• WHAT THE TASK ASKS: Collect each line of the records containing the string "await".

• PROVIDED DATA:
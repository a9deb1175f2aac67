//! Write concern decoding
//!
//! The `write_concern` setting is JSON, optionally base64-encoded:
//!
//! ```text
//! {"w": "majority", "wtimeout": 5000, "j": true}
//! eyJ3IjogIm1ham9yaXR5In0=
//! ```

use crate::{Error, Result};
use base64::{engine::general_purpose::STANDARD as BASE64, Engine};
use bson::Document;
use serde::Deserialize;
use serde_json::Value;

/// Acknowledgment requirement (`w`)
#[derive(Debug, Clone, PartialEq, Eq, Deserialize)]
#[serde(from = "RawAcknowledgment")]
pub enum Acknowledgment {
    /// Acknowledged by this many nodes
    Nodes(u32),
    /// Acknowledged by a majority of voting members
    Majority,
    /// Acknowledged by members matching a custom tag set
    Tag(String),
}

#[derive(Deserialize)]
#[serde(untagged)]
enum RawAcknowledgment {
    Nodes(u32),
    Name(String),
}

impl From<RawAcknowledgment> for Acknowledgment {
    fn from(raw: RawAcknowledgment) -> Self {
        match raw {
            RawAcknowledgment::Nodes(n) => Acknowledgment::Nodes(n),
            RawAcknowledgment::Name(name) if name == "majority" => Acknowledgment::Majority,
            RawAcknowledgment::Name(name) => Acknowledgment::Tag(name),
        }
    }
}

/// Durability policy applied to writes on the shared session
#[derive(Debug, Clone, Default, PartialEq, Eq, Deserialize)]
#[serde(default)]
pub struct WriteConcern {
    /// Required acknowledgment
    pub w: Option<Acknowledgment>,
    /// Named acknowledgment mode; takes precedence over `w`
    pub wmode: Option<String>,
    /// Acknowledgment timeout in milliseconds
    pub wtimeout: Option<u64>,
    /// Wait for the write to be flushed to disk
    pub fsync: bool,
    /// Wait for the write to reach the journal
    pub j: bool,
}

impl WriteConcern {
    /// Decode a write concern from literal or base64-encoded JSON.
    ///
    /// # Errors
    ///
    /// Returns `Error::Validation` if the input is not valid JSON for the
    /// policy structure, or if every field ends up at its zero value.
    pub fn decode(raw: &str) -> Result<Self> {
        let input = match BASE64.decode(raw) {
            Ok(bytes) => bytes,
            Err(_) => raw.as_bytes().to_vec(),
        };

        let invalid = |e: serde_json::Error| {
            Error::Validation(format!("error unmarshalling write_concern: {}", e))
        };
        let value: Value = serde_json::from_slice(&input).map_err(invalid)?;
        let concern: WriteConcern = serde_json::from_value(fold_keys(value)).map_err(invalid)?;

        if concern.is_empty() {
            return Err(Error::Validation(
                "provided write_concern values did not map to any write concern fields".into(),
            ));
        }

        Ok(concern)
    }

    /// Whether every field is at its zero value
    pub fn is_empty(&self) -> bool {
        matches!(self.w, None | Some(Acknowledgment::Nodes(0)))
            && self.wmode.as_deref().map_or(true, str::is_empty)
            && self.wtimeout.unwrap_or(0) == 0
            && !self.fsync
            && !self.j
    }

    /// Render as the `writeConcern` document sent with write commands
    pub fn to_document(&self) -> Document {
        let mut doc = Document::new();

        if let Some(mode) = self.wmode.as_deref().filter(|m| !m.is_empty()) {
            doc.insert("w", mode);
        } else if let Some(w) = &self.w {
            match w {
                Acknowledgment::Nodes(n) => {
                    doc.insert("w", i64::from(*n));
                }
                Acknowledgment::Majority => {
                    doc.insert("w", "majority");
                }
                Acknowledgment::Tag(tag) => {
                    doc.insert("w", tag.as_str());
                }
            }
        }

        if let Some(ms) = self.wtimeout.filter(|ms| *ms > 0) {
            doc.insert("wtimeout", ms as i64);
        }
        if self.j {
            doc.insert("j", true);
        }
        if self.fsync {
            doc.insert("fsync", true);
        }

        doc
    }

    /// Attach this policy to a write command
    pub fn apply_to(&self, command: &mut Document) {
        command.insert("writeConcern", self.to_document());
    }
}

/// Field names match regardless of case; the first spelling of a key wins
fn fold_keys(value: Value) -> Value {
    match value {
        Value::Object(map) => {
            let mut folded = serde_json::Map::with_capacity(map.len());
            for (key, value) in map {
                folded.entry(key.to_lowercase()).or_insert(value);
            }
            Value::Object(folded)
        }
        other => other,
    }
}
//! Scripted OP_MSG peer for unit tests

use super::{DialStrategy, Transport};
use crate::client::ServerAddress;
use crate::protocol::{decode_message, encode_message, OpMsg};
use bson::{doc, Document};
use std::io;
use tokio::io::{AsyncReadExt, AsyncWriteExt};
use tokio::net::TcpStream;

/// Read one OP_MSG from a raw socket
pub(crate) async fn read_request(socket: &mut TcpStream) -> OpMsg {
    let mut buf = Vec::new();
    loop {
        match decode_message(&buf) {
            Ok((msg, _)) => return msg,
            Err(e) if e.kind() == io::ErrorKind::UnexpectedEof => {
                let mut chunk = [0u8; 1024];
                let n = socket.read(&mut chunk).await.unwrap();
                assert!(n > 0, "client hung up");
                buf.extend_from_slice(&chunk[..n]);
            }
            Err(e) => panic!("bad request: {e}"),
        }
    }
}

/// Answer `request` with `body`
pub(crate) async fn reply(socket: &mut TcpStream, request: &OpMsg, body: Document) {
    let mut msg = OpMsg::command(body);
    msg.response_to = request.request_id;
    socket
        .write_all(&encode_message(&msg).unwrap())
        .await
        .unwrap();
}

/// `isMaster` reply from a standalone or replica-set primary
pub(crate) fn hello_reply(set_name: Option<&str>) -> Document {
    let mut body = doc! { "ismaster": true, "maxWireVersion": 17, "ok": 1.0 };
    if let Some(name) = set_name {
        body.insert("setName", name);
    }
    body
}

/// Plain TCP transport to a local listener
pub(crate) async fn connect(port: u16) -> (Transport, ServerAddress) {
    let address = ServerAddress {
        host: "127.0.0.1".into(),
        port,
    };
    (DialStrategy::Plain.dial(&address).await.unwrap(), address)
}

• WRITTEN SOLUTION:
                let n = socket.read(&mut chunk).await.unwrap();
        .await
    (DialStrategy::Plain.dial(&address).await.unwrap(), address)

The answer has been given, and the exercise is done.